In vitro tests use matrices to model biological systems, and techniques to measure efficacy using histology, molecular biology, and genomics.
Modeling biological systems
In vitro tests are based on a wide range of biological media and models, from in tubo models – used for example to measure the ability to neutralize free radicals, to living models such as cell cultures, reconstructed tissues, and isolated organs (hair follicles, skin explants, etc.).
Innovative active ingredients can be developed from these models. In cosmetics for example, the cultivation of senescent fibroblasts from the dermis, and the study of biochemical messages they send to surrounding young cells, helped Seppic understand the mechanism of contagious cell ageing, and highlight the efficacy of the red algae extract Aspar'Age™ from the brand wesourceTM. The biochemical messages secreted by senescent fibroblasts trigger the aging process in the surrounding young cells, and the addition of Aspar'Age™ to the culture medium stops the spread of aging.
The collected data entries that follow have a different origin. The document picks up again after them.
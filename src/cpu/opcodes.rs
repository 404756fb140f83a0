// The 256-entry instruction decode table
//
// Plain-data records: opcode -> (mnemonic, addressing mode, length, base
// cycles, page-cross penalty eligibility). The table is built once in a
// const context and immutable thereafter; operation dispatch happens in
// `execute::execute_instruction`.
//
// Undefined opcodes decode as a 1-byte, 2-cycle NOP. The handful of
// undocumented opcodes the conformance logs exercise (LAX, SAX, the $EB
// SBC alias, DCP, and the multi-byte NOP variants) carry their documented
// shapes.

use super::addressing::AddressingMode;

/// One decode-table row
#[derive(Debug, Clone, Copy)]
pub struct OpcodeInfo {
    /// Three-letter mnemonic used by the disassembler and trace log
    pub mnemonic: &'static str,
    /// How the operand is resolved
    pub mode: AddressingMode,
    /// Instruction length in bytes (opcode + operands)
    pub bytes: u8,
    /// Base cycle cost
    pub cycles: u8,
    /// Indexing across a page boundary costs one extra cycle
    pub page_cycle: bool,
}

const fn op(
    mnemonic: &'static str,
    mode: AddressingMode,
    bytes: u8,
    cycles: u8,
    page_cycle: bool,
) -> OpcodeInfo {
    OpcodeInfo {
        mnemonic,
        mode,
        bytes,
        cycles,
        page_cycle,
    }
}

/// The decode table, indexed by opcode
pub static OPCODE_TABLE: [OpcodeInfo; 256] = build_table();

#[allow(clippy::too_many_lines)]
const fn build_table() -> [OpcodeInfo; 256] {
    use AddressingMode::*;

    // Every row an official opcode does not claim stays a 1-byte NOP.
    let mut t = [op("NOP", Implied, 1, 2, false); 256];

    // Load
    t[0xA9] = op("LDA", Immediate, 2, 2, false);
    t[0xA5] = op("LDA", ZeroPage, 2, 3, false);
    t[0xB5] = op("LDA", ZeroPageX, 2, 4, false);
    t[0xAD] = op("LDA", Absolute, 3, 4, false);
    t[0xBD] = op("LDA", AbsoluteX, 3, 4, true);
    t[0xB9] = op("LDA", AbsoluteY, 3, 4, true);
    t[0xA1] = op("LDA", IndexedIndirect, 2, 6, false);
    t[0xB1] = op("LDA", IndirectIndexed, 2, 5, true);
    t[0xA2] = op("LDX", Immediate, 2, 2, false);
    t[0xA6] = op("LDX", ZeroPage, 2, 3, false);
    t[0xB6] = op("LDX", ZeroPageY, 2, 4, false);
    t[0xAE] = op("LDX", Absolute, 3, 4, false);
    t[0xBE] = op("LDX", AbsoluteY, 3, 4, true);
    t[0xA0] = op("LDY", Immediate, 2, 2, false);
    t[0xA4] = op("LDY", ZeroPage, 2, 3, false);
    t[0xB4] = op("LDY", ZeroPageX, 2, 4, false);
    t[0xAC] = op("LDY", Absolute, 3, 4, false);
    t[0xBC] = op("LDY", AbsoluteX, 3, 4, true);

    // Store
    t[0x85] = op("STA", ZeroPage, 2, 3, false);
    t[0x95] = op("STA", ZeroPageX, 2, 4, false);
    t[0x8D] = op("STA", Absolute, 3, 4, false);
    t[0x9D] = op("STA", AbsoluteX, 3, 5, false);
    t[0x99] = op("STA", AbsoluteY, 3, 5, false);
    t[0x81] = op("STA", IndexedIndirect, 2, 6, false);
    t[0x91] = op("STA", IndirectIndexed, 2, 6, false);
    t[0x86] = op("STX", ZeroPage, 2, 3, false);
    t[0x96] = op("STX", ZeroPageY, 2, 4, false);
    t[0x8E] = op("STX", Absolute, 3, 4, false);
    t[0x84] = op("STY", ZeroPage, 2, 3, false);
    t[0x94] = op("STY", ZeroPageX, 2, 4, false);
    t[0x8C] = op("STY", Absolute, 3, 4, false);

    // Arithmetic
    t[0x69] = op("ADC", Immediate, 2, 2, false);
    t[0x65] = op("ADC", ZeroPage, 2, 3, false);
    t[0x75] = op("ADC", ZeroPageX, 2, 4, false);
    t[0x6D] = op("ADC", Absolute, 3, 4, false);
    t[0x7D] = op("ADC", AbsoluteX, 3, 4, true);
    t[0x79] = op("ADC", AbsoluteY, 3, 4, true);
    t[0x61] = op("ADC", IndexedIndirect, 2, 6, false);
    t[0x71] = op("ADC", IndirectIndexed, 2, 5, true);
    t[0xE9] = op("SBC", Immediate, 2, 2, false);
    t[0xE5] = op("SBC", ZeroPage, 2, 3, false);
    t[0xF5] = op("SBC", ZeroPageX, 2, 4, false);
    t[0xED] = op("SBC", Absolute, 3, 4, false);
    t[0xFD] = op("SBC", AbsoluteX, 3, 4, true);
    t[0xF9] = op("SBC", AbsoluteY, 3, 4, true);
    t[0xE1] = op("SBC", IndexedIndirect, 2, 6, false);
    t[0xF1] = op("SBC", IndirectIndexed, 2, 5, true);

    // Increment / decrement
    t[0xE6] = op("INC", ZeroPage, 2, 5, false);
    t[0xF6] = op("INC", ZeroPageX, 2, 6, false);
    t[0xEE] = op("INC", Absolute, 3, 6, false);
    t[0xFE] = op("INC", AbsoluteX, 3, 7, false);
    t[0xC6] = op("DEC", ZeroPage, 2, 5, false);
    t[0xD6] = op("DEC", ZeroPageX, 2, 6, false);
    t[0xCE] = op("DEC", Absolute, 3, 6, false);
    t[0xDE] = op("DEC", AbsoluteX, 3, 7, false);
    t[0xE8] = op("INX", Implied, 1, 2, false);
    t[0xC8] = op("INY", Implied, 1, 2, false);
    t[0xCA] = op("DEX", Implied, 1, 2, false);
    t[0x88] = op("DEY", Implied, 1, 2, false);

    // Logic
    t[0x29] = op("AND", Immediate, 2, 2, false);
    t[0x25] = op("AND", ZeroPage, 2, 3, false);
    t[0x35] = op("AND", ZeroPageX, 2, 4, false);
    t[0x2D] = op("AND", Absolute, 3, 4, false);
    t[0x3D] = op("AND", AbsoluteX, 3, 4, true);
    t[0x39] = op("AND", AbsoluteY, 3, 4, true);
    t[0x21] = op("AND", IndexedIndirect, 2, 6, false);
    t[0x31] = op("AND", IndirectIndexed, 2, 5, true);
    t[0x09] = op("ORA", Immediate, 2, 2, false);
    t[0x05] = op("ORA", ZeroPage, 2, 3, false);
    t[0x15] = op("ORA", ZeroPageX, 2, 4, false);
    t[0x0D] = op("ORA", Absolute, 3, 4, false);
    t[0x1D] = op("ORA", AbsoluteX, 3, 4, true);
    t[0x19] = op("ORA", AbsoluteY, 3, 4, true);
    t[0x01] = op("ORA", IndexedIndirect, 2, 6, false);
    t[0x11] = op("ORA", IndirectIndexed, 2, 5, true);
    t[0x49] = op("EOR", Immediate, 2, 2, false);
    t[0x45] = op("EOR", ZeroPage, 2, 3, false);
    t[0x55] = op("EOR", ZeroPageX, 2, 4, false);
    t[0x4D] = op("EOR", Absolute, 3, 4, false);
    t[0x5D] = op("EOR", AbsoluteX, 3, 4, true);
    t[0x59] = op("EOR", AbsoluteY, 3, 4, true);
    t[0x41] = op("EOR", IndexedIndirect, 2, 6, false);
    t[0x51] = op("EOR", IndirectIndexed, 2, 5, true);
    t[0x24] = op("BIT", ZeroPage, 2, 3, false);
    t[0x2C] = op("BIT", Absolute, 3, 4, false);

    // Shifts and rotates
    t[0x0A] = op("ASL", Accumulator, 1, 2, false);
    t[0x06] = op("ASL", ZeroPage, 2, 5, false);
    t[0x16] = op("ASL", ZeroPageX, 2, 6, false);
    t[0x0E] = op("ASL", Absolute, 3, 6, false);
    t[0x1E] = op("ASL", AbsoluteX, 3, 7, false);
    t[0x4A] = op("LSR", Accumulator, 1, 2, false);
    t[0x46] = op("LSR", ZeroPage, 2, 5, false);
    t[0x56] = op("LSR", ZeroPageX, 2, 6, false);
    t[0x4E] = op("LSR", Absolute, 3, 6, false);
    t[0x5E] = op("LSR", AbsoluteX, 3, 7, false);
    t[0x2A] = op("ROL", Accumulator, 1, 2, false);
    t[0x26] = op("ROL", ZeroPage, 2, 5, false);
    t[0x36] = op("ROL", ZeroPageX, 2, 6, false);
    t[0x2E] = op("ROL", Absolute, 3, 6, false);
    t[0x3E] = op("ROL", AbsoluteX, 3, 7, false);
    t[0x6A] = op("ROR", Accumulator, 1, 2, false);
    t[0x66] = op("ROR", ZeroPage, 2, 5, false);
    t[0x76] = op("ROR", ZeroPageX, 2, 6, false);
    t[0x6E] = op("ROR", Absolute, 3, 6, false);
    t[0x7E] = op("ROR", AbsoluteX, 3, 7, false);

    // Compare
    t[0xC9] = op("CMP", Immediate, 2, 2, false);
    t[0xC5] = op("CMP", ZeroPage, 2, 3, false);
    t[0xD5] = op("CMP", ZeroPageX, 2, 4, false);
    t[0xCD] = op("CMP", Absolute, 3, 4, false);
    t[0xDD] = op("CMP", AbsoluteX, 3, 4, true);
    t[0xD9] = op("CMP", AbsoluteY, 3, 4, true);
    t[0xC1] = op("CMP", IndexedIndirect, 2, 6, false);
    t[0xD1] = op("CMP", IndirectIndexed, 2, 5, true);
    t[0xE0] = op("CPX", Immediate, 2, 2, false);
    t[0xE4] = op("CPX", ZeroPage, 2, 3, false);
    t[0xEC] = op("CPX", Absolute, 3, 4, false);
    t[0xC0] = op("CPY", Immediate, 2, 2, false);
    t[0xC4] = op("CPY", ZeroPage, 2, 3, false);
    t[0xCC] = op("CPY", Absolute, 3, 4, false);

    // Branches (taken / taken-across-page penalties applied at runtime)
    t[0x90] = op("BCC", Relative, 2, 2, false);
    t[0xB0] = op("BCS", Relative, 2, 2, false);
    t[0xF0] = op("BEQ", Relative, 2, 2, false);
    t[0x30] = op("BMI", Relative, 2, 2, false);
    t[0xD0] = op("BNE", Relative, 2, 2, false);
    t[0x10] = op("BPL", Relative, 2, 2, false);
    t[0x50] = op("BVC", Relative, 2, 2, false);
    t[0x70] = op("BVS", Relative, 2, 2, false);

    // Jumps and subroutines
    t[0x4C] = op("JMP", Absolute, 3, 3, false);
    t[0x6C] = op("JMP", Indirect, 3, 5, false);
    t[0x20] = op("JSR", Absolute, 3, 6, false);
    t[0x60] = op("RTS", Implied, 1, 6, false);

    // Stack
    t[0x48] = op("PHA", Implied, 1, 3, false);
    t[0x08] = op("PHP", Implied, 1, 3, false);
    t[0x68] = op("PLA", Implied, 1, 4, false);
    t[0x28] = op("PLP", Implied, 1, 4, false);
    t[0x9A] = op("TXS", Implied, 1, 2, false);
    t[0xBA] = op("TSX", Implied, 1, 2, false);

    // Register transfers
    t[0xAA] = op("TAX", Implied, 1, 2, false);
    t[0xA8] = op("TAY", Implied, 1, 2, false);
    t[0x8A] = op("TXA", Implied, 1, 2, false);
    t[0x98] = op("TYA", Implied, 1, 2, false);

    // Flag operations
    t[0x18] = op("CLC", Implied, 1, 2, false);
    t[0xD8] = op("CLD", Implied, 1, 2, false);
    t[0x58] = op("CLI", Implied, 1, 2, false);
    t[0xB8] = op("CLV", Implied, 1, 2, false);
    t[0x38] = op("SEC", Implied, 1, 2, false);
    t[0xF8] = op("SED", Implied, 1, 2, false);
    t[0x78] = op("SEI", Implied, 1, 2, false);

    // Interrupts
    t[0x00] = op("BRK", Implied, 1, 7, false);
    t[0x40] = op("RTI", Implied, 1, 6, false);
    t[0xEA] = op("NOP", Implied, 1, 2, false);

    // Undocumented: LAX (LDA + TAX)
    t[0xA3] = op("LAX", IndexedIndirect, 2, 6, false);
    t[0xA7] = op("LAX", ZeroPage, 2, 3, false);
    t[0xAF] = op("LAX", Absolute, 3, 4, false);
    t[0xB3] = op("LAX", IndirectIndexed, 2, 5, true);
    t[0xB7] = op("LAX", ZeroPageY, 2, 4, false);
    t[0xBF] = op("LAX", AbsoluteY, 3, 4, true);

    // Undocumented: SAX (store A AND X)
    t[0x83] = op("SAX", IndexedIndirect, 2, 6, false);
    t[0x87] = op("SAX", ZeroPage, 2, 3, false);
    t[0x8F] = op("SAX", Absolute, 3, 4, false);
    t[0x97] = op("SAX", ZeroPageY, 2, 4, false);

    // Undocumented: $EB behaves exactly like SBC immediate
    t[0xEB] = op("SBC", Immediate, 2, 2, false);

    // Undocumented: DCP (DEC memory, then CMP)
    t[0xC3] = op("DCP", IndexedIndirect, 2, 8, false);
    t[0xC7] = op("DCP", ZeroPage, 2, 5, false);
    t[0xCF] = op("DCP", Absolute, 3, 6, false);
    t[0xD3] = op("DCP", IndirectIndexed, 2, 8, false);
    t[0xD7] = op("DCP", ZeroPageX, 2, 6, false);
    t[0xDB] = op("DCP", AbsoluteY, 3, 7, false);
    t[0xDF] = op("DCP", AbsoluteX, 3, 7, false);

    // Undocumented NOP shapes (consume operands, burn documented cycles)
    t[0x80] = op("NOP", Immediate, 2, 2, false);
    t[0x82] = op("NOP", Immediate, 2, 2, false);
    t[0x89] = op("NOP", Immediate, 2, 2, false);
    t[0xC2] = op("NOP", Immediate, 2, 2, false);
    t[0xE2] = op("NOP", Immediate, 2, 2, false);
    t[0x04] = op("NOP", ZeroPage, 2, 3, false);
    t[0x44] = op("NOP", ZeroPage, 2, 3, false);
    t[0x64] = op("NOP", ZeroPage, 2, 3, false);
    t[0x14] = op("NOP", ZeroPageX, 2, 4, false);
    t[0x34] = op("NOP", ZeroPageX, 2, 4, false);
    t[0x54] = op("NOP", ZeroPageX, 2, 4, false);
    t[0x74] = op("NOP", ZeroPageX, 2, 4, false);
    t[0xD4] = op("NOP", ZeroPageX, 2, 4, false);
    t[0xF4] = op("NOP", ZeroPageX, 2, 4, false);
    t[0x0C] = op("NOP", Absolute, 3, 4, false);
    t[0x1C] = op("NOP", AbsoluteX, 3, 4, true);
    t[0x3C] = op("NOP", AbsoluteX, 3, 4, true);
    t[0x5C] = op("NOP", AbsoluteX, 3, 4, true);
    t[0x7C] = op("NOP", AbsoluteX, 3, 4, true);
    t[0xDC] = op("NOP", AbsoluteX, 3, 4, true);
    t[0xFC] = op("NOP", AbsoluteX, 3, 4, true);

    t
}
In the field of dietary supplements, Seppic developed a muscle cell model to study the muscle contraction and the phenomenon of muscle fatigue in sportsmen and women, at cellular level. A nutraceutical active ingredient, Sepifit™ Protect, was developed after screening the efficacy of a bank of molecules to reduce production of key markers of muscle fatigue.
Expertise in cell culture and tissue engineering for different target organs: skin, bones, muscles, retina...
Techniques for measuring effects on biological models
Measuring the effects on biological models, from genes to tissue functions, requires prowess in a variety of techniques. Molecular biology makes it possible to assess the effects on gene expression. With biochemical analyses, one can monitor protein production and enzyme activities. Tissue histology, combined with various imaging procedures such as immunofluorescence and immunohistochemistry, or more simply, specific staining techniques, provides a means to locate the compounds studied, and verify tissue integrity.
For example, a battery of in vitro models was conducted to study the influence of a titrated extract of Centella asiatica, TECA™, on the skin repair process. The tests included keratinocyte-fibroblast co-cultures, endothelial cells, collagen lattices associated with different biochemical analyses such as ELISA and Western Blot tests, and spectrocolorimetric and fluorescence measurements. The results showed a complete mechanism of action combining a soothing and protective effect on the epidermis with an acceleration of tissue reconstruction from the dermis.